Talia was a competitive dancer, winning titles up and down the country. Towards the end of lockdown, she started to complain of back pain. I remember her lifting her top up and I could clearly see an imbalance in her hip and shoulder placement. I took her to the doctor, who referred her to Birmingham Children’s Hospital (BCH). After an X-ray, it was clear she had scoliosis, with a 26-degree curve at just 12 years old.

Talia was referred to a specialist who ordered an MRI to rule out any other underlying conditions. He said it was just a precaution. The MRI took place in October, and we assumed no news was good news. Then, four months later in February, I received a phone call from Talia’s specialist. He delivered news we never expected: Talia had a rare brain condition called Chiari Malformation, which had caused a secondary condition called Syringomyelia—fluid-filled sacs (syrinxes) inside her spinal cord. These had created abnormalities in her spine and triggered the scoliosis. He told us she might be advised to stop dancing, and there was a chance she’d need brain surgery. Talia’s world fell apart. We didn’t fully understand everything that was being said, but what we did understand was that dance was her life – and suddenly, it was under threat.

Shortly after, Talia began experiencing debilitating headaches and lost sensation in her right arm. Her neurosurgeon ordered an emergency MRI, which confirmed that the syrinx had grown and was now responsible for the loss of sensation. He was deeply concerned that it could worsen, leading to life-altering symptoms like bowel and bladder dysfunction or even paraplegia. At just 14 years old, Talia underwent brain surgery to create more space for the fluid to flow. It was a tough procedure, but she was discharged after eight days and continued her recovery at home.

We were initially delighted with how well she was doing, but on day five of her recovery, she was suddenly overcome with excruciating head pain. She couldn’t lift her head from the pillow, and pain relief wasn’t working. We rushed her back to hospital, and a CT scan revealed she had developed meningitis and hydrocephalus (fluid on the brain) as complications from surgery. Despite the medical team trying everything they could, she deteriorated and became unresponsive. She was taken into emergency surgery once again to create a new fluid pathway in her brain and drain the excess. She spent another seven days in hospital recovering.

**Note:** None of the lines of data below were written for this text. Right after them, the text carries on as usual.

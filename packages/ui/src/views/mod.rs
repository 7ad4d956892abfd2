mod modal_overlay;
pub use modal_overlay::ModalOverlay;

mod recipe_detail;
pub use recipe_detail::RecipeDetailView;

mod profile;
pub use profile::UserProfileView;

mod home;
pub use home::HomeView;

mod notebook;
pub use notebook::NotebookView;
//! Registration page. Accounts are confirmed by email before the first login.

use api::SignupRequest;
use dioxus::prelude::*;
use ui::use_session;

use crate::Route;

#[component]
pub fn Signup() -> Element {
    let session = use_session();
    let nav = use_navigator();
    let mut form = use_signal(SignupRequest::default);
    let mut busy = use_signal(|| false);

    let handle_signup = move |evt: FormEvent| {
        evt.prevent_default();
        let session = session.clone();
        spawn(async move {
            let req = form();
            if let Some(field) = req.first_missing() {
                tracing::debug!("signup missing {field}");
                session.notifier.warning("Please fill in all fields");
                return;
            }
            busy.set(true);
            let result = session.api.signup(&req).await;
            busy.set(false);
            match result {
                Ok(_) => {
                    session.notifier.info(
                        "Please check your email and click the confirmation link to complete registration.",
                    );
                    form.set(SignupRequest::default());
                    nav.replace(Route::Login {});
                }
                Err(e) => {
                    tracing::error!("signup failed: {e}");
                    session.notifier.error(e.to_string());
                }
            }
        });
    };

    let current = form();

    rsx! {
        div {
            class: "auth-page",
            form {
                class: "auth-card",
                onsubmit: handle_signup,
                h1 { "Create an account" }

                label { r#for: "signup-name", "Full name" }
                input {
                    id: "signup-name",
                    value: current.full_name,
                    oninput: move |evt| form.write().full_name = evt.value(),
                }
                label { r#for: "signup-username", "Username" }
                input {
                    id: "signup-username",
                    value: current.username,
                    oninput: move |evt| form.write().username = evt.value(),
                }
                label { r#for: "signup-email", "Email" }
                input {
                    id: "signup-email",
                    r#type: "email",
                    value: current.email,
                    oninput: move |evt| form.write().email = evt.value(),
                }
                label { r#for: "signup-password", "Password" }
                input {
                    id: "signup-password",
                    r#type: "password",
                    value: current.password,
                    oninput: move |evt| form.write().password = evt.value(),
                }

                button {
                    class: "primary",
                    r#type: "submit",
                    disabled: busy(),
                    "Sign up"
                }
                p {
                    class: "auth-switch",
                    "Already registered? "
                    Link { to: Route::Login {}, "Log in" }
                }
            }
        }
    }
}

At Talia’s next neurosurgery appointment, we were dealt yet another blow. They had discovered something that had previously been missed: she was born with mild craniosynostosis, a condition where the soft spot on a baby’s head fuses too early. It had gone undetected because she didn’t present with the usual textbook signs. They explained that her brain was too big for her skull, and this had set off a butterfly effect of conditions – including scoliosis. A major operation was discussed to make more space in her skull, but Talia declined. All she wanted was for her spine to be straight.

Twelve months later, aged 15, Talia underwent spinal fusion surgery for her scoliosis. The call came just five days before the operation. Initially, the plan had been to go through the front, but a last-minute decision was made to operate through the back instead, due to a lower risk of paralysis with her syrinx. The recovery was brutal. It was her hardest surgery yet, but she fought through it and amazed us all once again.

Talia made a vow that she would return to dancing and competing. Her dream was to gain a place at BOA – Birmingham Ormiston Academy – a prestigious dance college. The competition was fierce, but she achieved her goal and will start her A-levels there in September. She’s back competing already and has won numerous competitions, despite the physical restrictions she now lives with.

Talia’s journey has been anything but easy, but her strength, resilience, and love for dance have carried her through it all. We couldn’t be prouder of everything she’s overcome.